Hickley suggests dealers could get customers to consent to their personal data being processed, as per the Data Privacy Notice, for an easy win.
However, Nissim warns about relying on consent, except as a last resort. “If consent is the only way you can process that personal data, and the individual withdraws their consent, you must not process it or you’ll be non-compliant,” she said.
Remember your employees
Train all staff in the GDPR as soon as possible, because if the Information Commissioner’s Office (ICO) visits, the first thing it will check is whether their knowledge is up to date, said Hickley.
Nissim said employers should not rely on consent alone to process employee data. They can lawfully process personal data where it is necessary for the performance of a contract with the employee, but need to inform the employee why they need to.
She cited the example of tracking devices fitted to company vehicles or demonstrators, which employees may not consent to, but which help the business secure its assets. In such cases, however, organisations must have controls to ensure personal freedoms are not infringed, such as not monitoring usage in their private life.
Consider your third parties
“As a dealership, where you collect personal data, you have obligations to be compliant with data protection legislation. You cannot outsource compliance,” Nissim said. If something goes wrong, and the dealership was using a third party to process its data – including storing it, viewing it, or even destroying it – the liability is with the dealer.
List the third parties with access to your data – who they are, what data they have, and what they are able to do with it. Hickley said a personal data register, keeping record of data holdings and processing activities, is a formal requirement under the GDPR.
Nissim said: “That record is open to inspection by the regulator at any time, and if you don’t have it ready, it’s not something you can pull together at two days’ notice. They will scrutinise that register and ask questions about it.”
She added that dealers must look at third-party contracts, including dealer standards, to ensure they are compliant with the GDPR’s specific wording, for example that the third party only processes data on documented instructions from the dealer controlling the data, and stipulating that appropriate security measures must be in place.
Hickley warned that there is no escape from liability if it goes wrong and offenders may get a stiffer penalty for having no contract.
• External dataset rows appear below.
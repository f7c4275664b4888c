//! Blocking HTTP implementation of [`RemoteBackend`] over reqwest.
//!
//! The daemon drives sync cycles from `spawn_blocking`, so a blocking
//! client keeps the per-record upload loop sequential and the
//! partial-failure bookkeeping trivial.

use crate::backend::{BackendError, DeviceStatus, RemoteBackend};
use crate::wire::{
    AttendanceAck, AttendanceUpload, DeviceRegistration, DeviceStatusResponse, EmployeeRow,
    HealthResponse,
};
use reqwest::blocking::{Client, RequestBuilder, Response};
use reqwest::StatusCode;
use std::time::Duration;

const CONNECT_TIMEOUT: Duration = Duration::from_secs(10);
const REQUEST_TIMEOUT: Duration = Duration::from_secs(30);
/// Health probes abort hard after this long so the operator gets a
/// prompt verdict.
const PROBE_TIMEOUT: Duration = Duration::from_secs(5);

pub struct HttpBackend {
    client: Client,
    base_url: String,
    api_key: String,
}

impl HttpBackend {
    /// Backend for regular sync traffic.
    pub fn new(server_url: &str, api_key: &str) -> Result<Self, BackendError> {
        Self::with_timeout(server_url, api_key, REQUEST_TIMEOUT)
    }

    /// Short-fuse backend for `test_connection`: self-aborts after 5s.
    pub fn probe(server_url: &str, api_key: &str) -> Result<Self, BackendError> {
        Self::with_timeout(server_url, api_key, PROBE_TIMEOUT)
    }

    fn with_timeout(server_url: &str, api_key: &str, timeout: Duration) -> Result<Self, BackendError> {
        let client = Client::builder()
            .connect_timeout(CONNECT_TIMEOUT.min(timeout))
            .timeout(timeout)
            .build()
            .map_err(|e| BackendError::Transport(e.to_string()))?;
        Ok(Self {
            client,
            base_url: server_url.trim_end_matches('/').to_string(),
            api_key: api_key.to_string(),
        })
    }

    fn url(&self, path: &str) -> String {
        format!("{}{path}", self.base_url)
    }

    /// Bearer auth on every endpoint when a key is configured.
    fn authorize(&self, request: RequestBuilder) -> RequestBuilder {
        if self.api_key.is_empty() {
            request
        } else {
            request.bearer_auth(&self.api_key)
        }
    }

    fn check(response: Response) -> Result<Response, BackendError> {
        match response.status() {
            StatusCode::UNAUTHORIZED => Err(BackendError::Unauthorized),
            status if !status.is_success() => Err(BackendError::Status { status: status.as_u16() }),
            _ => Ok(response),
        }
    }

    fn transport(error: reqwest::Error) -> BackendError {
        if error.is_timeout() {
            BackendError::TimedOut
        } else {
            BackendError::Transport(error.to_string())
        }
    }
}

impl RemoteBackend for HttpBackend {
    fn health(&self) -> Result<HealthResponse, BackendError> {
        let response = self
            .authorize(self.client.get(self.url("/api/health")))
            .send()
            .map_err(Self::transport)?;
        Self::check(response)?.json().map_err(Self::transport)
    }

    fn fetch_employees(&self) -> Result<Vec<EmployeeRow>, BackendError> {
        let response = self
            .authorize(self.client.get(self.url("/api/employees")))
            .send()
            .map_err(Self::transport)?;
        Self::check(response)?.json().map_err(Self::transport)
    }

    fn upsert_employee(&self, row: &EmployeeRow) -> Result<(), BackendError> {
        let response = self
            .authorize(self.client.post(self.url("/api/employees")).json(row))
            .send()
            .map_err(Self::transport)?;
        Self::check(response)?;
        Ok(())
    }

    fn push_attendance(&self, upload: &AttendanceUpload) -> Result<(), BackendError> {
        let response = self
            .authorize(self.client.post(self.url("/api/attendance")).json(upload))
            .send()
            .map_err(Self::transport)?;
        let ack: AttendanceAck = Self::check(response)?.json().map_err(Self::transport)?;
        if !ack.success {
            return Err(BackendError::Transport("server did not acknowledge the record".into()));
        }
        Ok(())
    }

    fn register_device(&self, registration: &DeviceRegistration) -> Result<(), BackendError> {
        let response = self
            .authorize(self.client.post(self.url("/api/devices/register")).json(registration))
            .send()
            .map_err(Self::transport)?;
        Self::check(response)?;
        Ok(())
    }

    fn device_status(&self, kiosk_id: &str) -> Result<DeviceStatus, BackendError> {
        let response = self
            .authorize(self.client.get(self.url(&format!("/api/devices/check/{kiosk_id}"))))
            .send()
            .map_err(Self::transport)?;

        // An unknown kiosk is a domain answer, not a failure.
        if response.status() == StatusCode::NOT_FOUND {
            return Ok(DeviceStatus::Unregistered);
        }
        let body: DeviceStatusResponse = Self::check(response)?.json().map_err(Self::transport)?;
        Ok(DeviceStatus::parse(&body.status))
    }
}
Nissim recommends categorising third-party contracts into different data-sharing purposes, to understand the different obligations under GDPR.
Dealers using data brought in from third parties, such as marketing data from manufacturers or suppliers, must also get them to show they have gathered it compliantly, she said. Dealers should test the data, she added, because the regulator will want to see that they have not taken its compliance at face value.
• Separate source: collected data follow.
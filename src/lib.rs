//! Passdrop: disposable share links for password entries.
//!
//! A share bundles one or more entries behind a random token. The recipient
//! may read it once; the read opens a one-hour window after which the link
//! lapses. Unopened links lapse after a configurable pre-view window. Every
//! state change is appended to an activity log.

pub mod app;
pub mod database;
pub mod platform;
pub mod rpc_handler;
pub mod services;
pub mod storage;
pub mod types;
Martin Hickley’s five myths about the GDPR
Myth 1:The ICO will give you extra time to get your house in order
No, they won’t. They have repeatedly said they will fully enforce the GDPR from May 25, 2018.
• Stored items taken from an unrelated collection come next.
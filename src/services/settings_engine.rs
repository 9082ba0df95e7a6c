// Passdrop Settings Engine
// Loads, saves and edits the service settings file (JSON) at the platform config path.

use std::fs;
use std::path::Path;

use tracing::{debug, info};

use crate::platform;
use crate::types::errors::SettingsError;
use crate::types::settings::ServiceSettings;

/// Trait defining the settings engine interface.
pub trait SettingsEngineTrait {
    fn load(&mut self) -> Result<ServiceSettings, SettingsError>;
    fn save(&self) -> Result<(), SettingsError>;
    fn get_settings(&self) -> &ServiceSettings;
    fn set_value(&mut self, key: &str, value: serde_json::Value) -> Result<(), SettingsError>;
    fn reset(&mut self) -> Result<(), SettingsError>;
    fn get_config_path(&self) -> &str;
}

/// Settings engine persisting [`ServiceSettings`] as JSON on disk.
pub struct SettingsEngine {
    config_path: String,
    settings: ServiceSettings,
}

impl SettingsEngine {
    /// Creates a new SettingsEngine.
    ///
    /// If `path_override` is `Some`, uses that path for the config file.
    /// Otherwise, uses `settings.json` in the platform config directory.
    pub fn new(path_override: Option<String>) -> Self {
        let config_path = path_override.unwrap_or_else(|| {
            platform::get_config_dir()
                .join("settings.json")
                .to_string_lossy()
                .to_string()
        });

        Self {
            config_path,
            settings: ServiceSettings::default(),
        }
    }

    fn validate(settings: &ServiceSettings) -> Result<(), SettingsError> {
        if settings.share.pre_view_days == 0 {
            return Err(SettingsError::InvalidValue(
                "share.pre_view_days must be at least 1".to_string(),
            ));
        }
        if settings.share.public_base_url.trim().is_empty() {
            return Err(SettingsError::InvalidValue(
                "share.public_base_url cannot be empty".to_string(),
            ));
        }
        if settings.storage.database_file.trim().is_empty() {
            return Err(SettingsError::InvalidValue(
                "storage.database_file cannot be empty".to_string(),
            ));
        }
        Ok(())
    }
}

impl SettingsEngineTrait for SettingsEngine {
    /// Loads settings from the config file, or defaults if it does not exist.
    fn load(&mut self) -> Result<ServiceSettings, SettingsError> {
        let path = Path::new(&self.config_path);

        if !path.exists() {
            debug!(path = %self.config_path, "no settings file, using defaults");
            self.settings = ServiceSettings::default();
            return Ok(self.settings.clone());
        }

        let content = fs::read_to_string(path)
            .map_err(|e| SettingsError::IoError(format!("Failed to read config file: {}", e)))?;

        let settings: ServiceSettings = serde_json::from_str(&content).map_err(|e| {
            SettingsError::SerializationError(format!("Failed to parse config file: {}", e))
        })?;
        Self::validate(&settings)?;

        info!(path = %self.config_path, "settings loaded");
        self.settings = settings;
        Ok(self.settings.clone())
    }

    /// Saves the current settings, creating parent directories as needed.
    fn save(&self) -> Result<(), SettingsError> {
        let path = Path::new(&self.config_path);

        if let Some(parent) = path.parent() {
            fs::create_dir_all(parent).map_err(|e| {
                SettingsError::IoError(format!("Failed to create config directory: {}", e))
            })?;
        }

        let json = serde_json::to_string_pretty(&self.settings).map_err(|e| {
            SettingsError::SerializationError(format!("Failed to serialize settings: {}", e))
        })?;

        fs::write(path, json)
            .map_err(|e| SettingsError::IoError(format!("Failed to write config file: {}", e)))?;

        Ok(())
    }

    fn get_settings(&self) -> &ServiceSettings {
        &self.settings
    }

    /// Updates one setting by dot-notation key path and saves.
    ///
    /// The settings are round-tripped through `serde_json::Value`, so the new
    /// value must deserialize into the field's type.
    ///
    /// # Examples
    /// - `"share.pre_view_days"` → updates `settings.share.pre_view_days`
    /// - `"share.pre_view_policy"` → `"bounded"` or `"until-first-view"`
    /// - `"logging.filter"` → updates `settings.logging.filter`
    fn set_value(&mut self, key: &str, value: serde_json::Value) -> Result<(), SettingsError> {
        if key.is_empty() {
            return Err(SettingsError::InvalidKey("Key cannot be empty".to_string()));
        }
        let parts: Vec<&str> = key.split('.').collect();

        let mut json_value = serde_json::to_value(&self.settings).map_err(|e| {
            SettingsError::SerializationError(format!("Failed to serialize settings: {}", e))
        })?;

        let (last, path) = parts
            .split_last()
            .ok_or_else(|| SettingsError::InvalidKey("Key cannot be empty".to_string()))?;

        let mut current = &mut json_value;
        for part in path {
            current = current
                .get_mut(*part)
                .ok_or_else(|| SettingsError::InvalidKey(format!("Key '{}' not found in settings", key)))?;
        }
        match current {
            serde_json::Value::Object(map) if map.contains_key(*last) => {
                map.insert(last.to_string(), value);
            }
            serde_json::Value::Object(_) => {
                return Err(SettingsError::InvalidKey(format!(
                    "Key '{}' not found in settings",
                    key
                )));
            }
            _ => {
                return Err(SettingsError::InvalidKey(format!(
                    "Cannot navigate to key '{}': intermediate value is not an object",
                    key
                )));
            }
        }

        let new_settings: ServiceSettings = serde_json::from_value(json_value).map_err(|e| {
            SettingsError::InvalidValue(format!("Invalid value for key '{}': {}", key, e))
        })?;
        Self::validate(&new_settings)?;

        self.settings = new_settings;
        self.save()?;
        info!(key, "setting updated");
        Ok(())
    }

    /// Resets all settings to defaults and saves.
    fn reset(&mut self) -> Result<(), SettingsError> {
        self.settings = ServiceSettings::default();
        self.save()
    }

    fn get_config_path(&self) -> &str {
        &self.config_path
    }
}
Myth 2: Huge fines are the real teeth
While the fines (up to £17.5m or 4% of turnover) sound bad, it’s not the most potent sanction. The ICO will be able to issue temporary or permanent “Stop Orders” to cease personal data processing. That would be like hanging a “closed for the next month” sign outside.
Myth 3: The authorities won’t find out about non-compliance
Yes they will, for example your customers will report you when you don’t fulfil a Data Subject Access Request (SAR). The ICO gets more than eight thousand complaints a year on this subject.
Myth 4: You need to be 100% compliant by May 24, 2018
No, you don’t need to be 100% complaint with the GDPR, nobody will be. You have to show you are on a journey to being compliant.
Myth 5: The company owns the personal data
No, your company does not own the data and sometimes you will have to erase it. You have the data on trust, to supply a service or product.